I ran into a tree –with my face.  When I mentioned this to my mother, she assumed it was with my car and I spent some time pondering whether that indicated she gave me too much credit or not enough.

I was walking down the sidewalk looking left because even though I’ve been told my entire life to watch where I am going, it seems as if all the interesting things are either to the left or right.  To my left, a woman clothed in pajamas was begging a tow truck driver to remove the boot from her car.  I was immersed in their interaction when the tree attacked me.  The assault wasn’t like the one in the Poltergeist movie where the tree wrapped people in its python-like branches.  It was a knock in the face so hard that my earring popped out and I had to sit on the sidewalk for a minute and say bad words while trying not to cry.  Not sure which kind of tree attack is worse.

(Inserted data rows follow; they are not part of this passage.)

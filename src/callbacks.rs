//! Registry of user functions for spatial statistics.
//!
//! Spatial statistics requests name their reduction function with a dotted,
//! fully qualified name such as `segstitch.spatial.variogram`. Names resolve
//! against an explicit registry filled at startup rather than loading code at
//! run time. Everything before the last `.` is the module, the rest is the
//! function name.

use crate::error::{Result, StitchError};
use serde_json::Value;
use std::collections::{BTreeMap, HashMap};
use std::fmt;
use std::sync::Arc;

/// One pixel of a segment, as handed to a spatial statistic.
#[derive(Debug, Clone, Copy, PartialEq)]
pub struct SpatialPixel {
    /// Column in the full raster.
    pub x: i64,
    /// Row in the full raster.
    pub y: i64,
    /// Image value at (x, y).
    pub value: f64,
}

/// Spatial statistic: reduces one segment's pixels to one value per declared
/// output column.
pub type SpatialStatFn = Arc<dyn Fn(&[SpatialPixel], &Value) -> Result<Vec<f64>> + Send + Sync>;

/// Functions registered by [`CallbackRegistry::with_builtins`].
const BUILTINS: &[(&str, fn(&[SpatialPixel], &Value) -> Result<Vec<f64>>)] = &[
    ("segstitch.spatial.mean_coord", mean_coord),
    ("segstitch.spatial.variogram", variogram),
];

/// Maps fully qualified names to spatial statistic functions.
#[derive(Clone, Default)]
pub struct CallbackRegistry {
    modules: HashMap<String, BTreeMap<String, SpatialStatFn>>,
}

impl fmt::Debug for CallbackRegistry {
    fn fmt(&self, f: &mut fmt::Formatter<'_>) -> fmt::Result {
        f.debug_struct("CallbackRegistry")
            .field("names", &self.names())
            .finish()
    }
}

impl CallbackRegistry {
    /// Create an empty registry.
    pub fn new() -> Self {
        Self::default()
    }

    /// Create a registry holding the built-in spatial statistics.
    pub fn with_builtins() -> Self {
        let mut registry = Self::new();
        for (name, func) in BUILTINS {
            // builtin names are well formed
            let _ = registry.register(name, Arc::new(*func));
        }
        registry
    }

    /// Register `func` under `qualified_name`, replacing any previous entry.
    pub fn register(&mut self, qualified_name: &str, func: SpatialStatFn) -> Result<()> {
        let (module, function) = split_qualified(qualified_name)?;
        self.modules
            .entry(module.to_string())
            .or_default()
            .insert(function.to_string(), func);
        Ok(())
    }

    /// Look up the function named by `qualified_name`.
    pub fn resolve(&self, qualified_name: &str) -> Result<SpatialStatFn> {
        let (module, function) = split_qualified(qualified_name)?;
        let functions = self
            .modules
            .get(module)
            .ok_or_else(|| StitchError::config(format!("Cannot find module {}", module)))?;
        functions.get(function).cloned().ok_or_else(|| {
            StitchError::config(format!(
                "Cannot find function {} in module {}",
                function, module
            ))
        })
    }

    /// All registered names, sorted.
    pub fn names(&self) -> Vec<String> {
        let mut names: Vec<String> = self
            .modules
            .iter()
            .flat_map(|(module, functions)| {
                functions.keys().map(move |f| format!("{}.{}", module, f))
            })
            .collect();
        names.sort();
        names
    }
}

fn split_qualified(name: &str) -> Result<(&str, &str)> {
    match name.rsplit_once('.') {
        Some((module, function)) if !module.is_empty() && !function.is_empty() => {
            Ok((module, function))
        }
        _ => Err(StitchError::config(format!(
            "'{}' is not valid: the callback must be a fully qualified function name, \
             ie. modulename.function_name, eg. segstitch.spatial.variogram",
            name
        ))),
    }
}

/// Mean column and row of the segment.
fn mean_coord(pixels: &[SpatialPixel], _param: &Value) -> Result<Vec<f64>> {
    if pixels.is_empty() {
        return Ok(vec![0.0, 0.0]);
    }
    let n = pixels.len() as f64;
    let (sx, sy) = pixels
        .iter()
        .fold((0.0, 0.0), |(sx, sy), p| (sx + p.x as f64, sy + p.y as f64));
    Ok(vec![sx / n, sy / n])
}

/// Semivariance of horizontally separated pixel pairs within the segment,
/// for lags `1..=param`. Lags without a pair give 0.
fn variogram(pixels: &[SpatialPixel], param: &Value) -> Result<Vec<f64>> {
    let max_lag = param.as_u64().filter(|&n| n > 0).ok_or_else(|| {
        StitchError::stats(format!(
            "variogram parameter must be a positive integer lag count, got {}",
            param
        ))
    })?;

    let lookup: HashMap<(i64, i64), f64> = pixels.iter().map(|p| ((p.x, p.y), p.value)).collect();

    let mut values = Vec::with_capacity(max_lag as usize);
    for lag in 1..=max_lag as i64 {
        let mut sum = 0.0;
        let mut pairs = 0usize;
        for p in pixels {
            if let Some(other) = lookup.get(&(p.x + lag, p.y)) {
                let diff = p.value - other;
                sum += diff * diff;
                pairs += 1;
            }
        }
        values.push(if pairs > 0 { sum / (2.0 * pairs as f64) } else { 0.0 });
    }
    Ok(values)
}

I have small cuts on my jaw and ear that can easily be covered with makeup and hair.  It annoys me that they look so minor when hours later I can still feel the throb from the jarring hit.  It seems like I should have an imprint of bark on my face or a dangling ear, but sadly, I look relatively normal.  It made me think about the wounds we carry and how the ones that hurt the most are often unseen.  This pulsating pain walks with us no matter which direction we are headed. Few know the extent of our injuries and sometimes we too ignore the ache of our wounds.  We try to be tough.  We try to move on.  We think the heart heals as intuitively as our bodies do from injury or sickness.    We assume healing will just happen without acknowledgment or effort the way bruises fade from darkness into nothingness.  Yet our hearts were not made for darkness and nothingness.  They were made for love and the consequences of that ability to stretch and surmount and pour out and let in — is a vulnerability to being hurt.  Jesus knew this.  He loved unequivocally and it motivated his willingness to suffer for us so that we could also know great love.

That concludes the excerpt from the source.